ABOUT THIS TASK:
Would you copy each line of the data below that has "summarization"?

DATA RECORDS:
____
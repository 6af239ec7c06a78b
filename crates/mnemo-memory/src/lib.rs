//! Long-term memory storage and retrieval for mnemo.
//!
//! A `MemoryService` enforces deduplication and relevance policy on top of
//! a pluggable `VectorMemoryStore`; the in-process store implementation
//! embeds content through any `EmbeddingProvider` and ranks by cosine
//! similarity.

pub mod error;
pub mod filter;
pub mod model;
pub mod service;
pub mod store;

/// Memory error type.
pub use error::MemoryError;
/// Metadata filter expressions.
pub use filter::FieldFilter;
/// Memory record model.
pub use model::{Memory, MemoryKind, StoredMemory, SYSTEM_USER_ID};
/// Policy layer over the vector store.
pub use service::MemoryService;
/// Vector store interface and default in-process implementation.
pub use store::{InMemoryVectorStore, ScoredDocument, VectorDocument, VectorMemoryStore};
____
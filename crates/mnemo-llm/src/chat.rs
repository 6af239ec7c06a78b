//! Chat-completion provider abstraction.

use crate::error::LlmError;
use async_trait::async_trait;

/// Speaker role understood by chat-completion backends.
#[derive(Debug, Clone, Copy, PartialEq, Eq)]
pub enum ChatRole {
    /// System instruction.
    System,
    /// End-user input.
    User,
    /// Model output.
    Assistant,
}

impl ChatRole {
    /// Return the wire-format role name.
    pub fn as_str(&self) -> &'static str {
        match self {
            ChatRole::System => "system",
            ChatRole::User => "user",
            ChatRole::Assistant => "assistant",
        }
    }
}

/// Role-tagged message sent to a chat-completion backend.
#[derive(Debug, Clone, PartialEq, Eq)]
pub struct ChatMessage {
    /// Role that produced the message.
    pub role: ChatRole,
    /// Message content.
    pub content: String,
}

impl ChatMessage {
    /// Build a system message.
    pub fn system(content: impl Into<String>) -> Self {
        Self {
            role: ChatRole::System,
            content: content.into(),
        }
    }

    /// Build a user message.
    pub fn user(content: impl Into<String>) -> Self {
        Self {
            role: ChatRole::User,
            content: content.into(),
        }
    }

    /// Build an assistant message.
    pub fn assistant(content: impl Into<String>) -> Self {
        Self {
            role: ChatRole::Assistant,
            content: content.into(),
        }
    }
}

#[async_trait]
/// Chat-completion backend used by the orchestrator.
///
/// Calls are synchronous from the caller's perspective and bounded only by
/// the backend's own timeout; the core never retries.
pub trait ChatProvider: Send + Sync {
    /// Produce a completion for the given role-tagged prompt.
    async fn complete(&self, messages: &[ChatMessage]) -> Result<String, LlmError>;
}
____
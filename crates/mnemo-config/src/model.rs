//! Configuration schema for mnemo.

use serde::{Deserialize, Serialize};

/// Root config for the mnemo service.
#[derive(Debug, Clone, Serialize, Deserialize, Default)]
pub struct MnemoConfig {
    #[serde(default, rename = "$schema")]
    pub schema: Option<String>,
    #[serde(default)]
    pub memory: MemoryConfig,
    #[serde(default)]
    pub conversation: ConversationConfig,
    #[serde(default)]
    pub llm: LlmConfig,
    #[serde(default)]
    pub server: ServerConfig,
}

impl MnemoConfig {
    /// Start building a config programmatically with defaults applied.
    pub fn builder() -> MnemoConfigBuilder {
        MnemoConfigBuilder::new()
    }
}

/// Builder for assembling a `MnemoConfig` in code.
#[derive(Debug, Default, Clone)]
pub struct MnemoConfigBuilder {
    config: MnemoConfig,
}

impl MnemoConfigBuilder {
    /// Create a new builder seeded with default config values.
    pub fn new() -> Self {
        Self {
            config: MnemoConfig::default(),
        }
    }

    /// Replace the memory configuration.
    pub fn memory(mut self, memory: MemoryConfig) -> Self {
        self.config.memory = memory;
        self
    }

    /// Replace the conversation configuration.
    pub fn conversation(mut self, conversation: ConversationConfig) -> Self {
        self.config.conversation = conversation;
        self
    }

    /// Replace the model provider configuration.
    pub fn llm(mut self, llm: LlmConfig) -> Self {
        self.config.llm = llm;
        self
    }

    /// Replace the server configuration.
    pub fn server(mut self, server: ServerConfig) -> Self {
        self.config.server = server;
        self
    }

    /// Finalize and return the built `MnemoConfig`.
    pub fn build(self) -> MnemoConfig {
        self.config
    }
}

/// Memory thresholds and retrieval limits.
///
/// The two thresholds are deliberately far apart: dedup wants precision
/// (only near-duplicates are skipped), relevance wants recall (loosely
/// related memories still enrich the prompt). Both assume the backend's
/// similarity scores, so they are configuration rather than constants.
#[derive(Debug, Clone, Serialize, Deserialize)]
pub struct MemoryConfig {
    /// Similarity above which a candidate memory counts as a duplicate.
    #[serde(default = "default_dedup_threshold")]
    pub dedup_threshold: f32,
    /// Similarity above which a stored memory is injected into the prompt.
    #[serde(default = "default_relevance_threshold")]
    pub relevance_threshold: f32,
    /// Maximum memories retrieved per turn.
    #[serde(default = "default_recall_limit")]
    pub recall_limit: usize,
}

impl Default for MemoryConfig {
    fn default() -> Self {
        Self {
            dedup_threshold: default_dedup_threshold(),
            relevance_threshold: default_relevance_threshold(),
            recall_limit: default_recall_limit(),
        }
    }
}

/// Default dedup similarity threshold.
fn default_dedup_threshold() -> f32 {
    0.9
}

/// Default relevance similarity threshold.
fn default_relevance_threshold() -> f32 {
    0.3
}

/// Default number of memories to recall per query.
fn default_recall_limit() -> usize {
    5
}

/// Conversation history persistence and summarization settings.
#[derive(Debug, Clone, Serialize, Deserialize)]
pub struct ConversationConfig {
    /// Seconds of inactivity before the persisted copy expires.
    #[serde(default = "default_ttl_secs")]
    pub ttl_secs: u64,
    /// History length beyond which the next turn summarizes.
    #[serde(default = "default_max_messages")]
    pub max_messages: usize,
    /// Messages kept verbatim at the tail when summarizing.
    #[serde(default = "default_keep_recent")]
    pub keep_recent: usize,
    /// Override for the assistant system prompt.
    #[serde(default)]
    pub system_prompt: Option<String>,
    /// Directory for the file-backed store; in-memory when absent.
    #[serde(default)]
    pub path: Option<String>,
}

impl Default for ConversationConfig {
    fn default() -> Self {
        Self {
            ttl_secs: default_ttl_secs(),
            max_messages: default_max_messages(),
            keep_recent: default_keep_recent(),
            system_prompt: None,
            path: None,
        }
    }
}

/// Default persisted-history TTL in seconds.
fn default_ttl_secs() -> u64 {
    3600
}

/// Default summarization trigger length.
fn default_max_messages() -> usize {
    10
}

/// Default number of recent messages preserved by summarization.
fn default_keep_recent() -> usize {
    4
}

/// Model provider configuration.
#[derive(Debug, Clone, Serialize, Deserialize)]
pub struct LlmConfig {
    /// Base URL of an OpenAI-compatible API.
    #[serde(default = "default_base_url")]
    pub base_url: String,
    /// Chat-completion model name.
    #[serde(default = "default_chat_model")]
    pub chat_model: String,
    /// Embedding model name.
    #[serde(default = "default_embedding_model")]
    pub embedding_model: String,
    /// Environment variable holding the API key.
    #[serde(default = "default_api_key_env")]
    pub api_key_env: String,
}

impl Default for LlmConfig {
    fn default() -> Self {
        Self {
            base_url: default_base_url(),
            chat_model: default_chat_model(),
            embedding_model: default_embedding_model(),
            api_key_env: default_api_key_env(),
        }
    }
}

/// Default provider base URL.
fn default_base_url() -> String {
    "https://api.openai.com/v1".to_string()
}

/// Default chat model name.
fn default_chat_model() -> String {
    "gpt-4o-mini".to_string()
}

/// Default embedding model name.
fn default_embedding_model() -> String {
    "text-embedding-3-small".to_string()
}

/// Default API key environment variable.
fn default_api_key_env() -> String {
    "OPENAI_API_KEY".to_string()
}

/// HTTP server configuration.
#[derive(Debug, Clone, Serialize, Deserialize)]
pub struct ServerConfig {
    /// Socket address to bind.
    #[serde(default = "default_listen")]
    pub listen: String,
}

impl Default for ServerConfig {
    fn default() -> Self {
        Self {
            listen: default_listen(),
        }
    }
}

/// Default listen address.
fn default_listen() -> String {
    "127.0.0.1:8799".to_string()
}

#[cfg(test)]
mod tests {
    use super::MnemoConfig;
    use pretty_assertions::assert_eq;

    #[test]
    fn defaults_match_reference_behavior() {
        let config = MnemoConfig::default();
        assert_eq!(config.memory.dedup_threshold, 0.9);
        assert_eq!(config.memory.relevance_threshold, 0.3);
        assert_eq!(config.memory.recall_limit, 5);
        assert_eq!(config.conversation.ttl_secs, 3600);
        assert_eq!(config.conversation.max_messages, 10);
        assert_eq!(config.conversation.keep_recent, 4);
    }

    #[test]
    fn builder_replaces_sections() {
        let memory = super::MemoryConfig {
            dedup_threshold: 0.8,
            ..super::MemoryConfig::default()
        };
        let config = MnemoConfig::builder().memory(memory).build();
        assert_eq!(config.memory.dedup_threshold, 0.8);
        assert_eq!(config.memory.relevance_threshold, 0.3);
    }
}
____
RESPONSE AREA:
/// Conversation history persistence and summarization settings.
/// Default summarization trigger length.
/// Default number of recent messages preserved by summarization.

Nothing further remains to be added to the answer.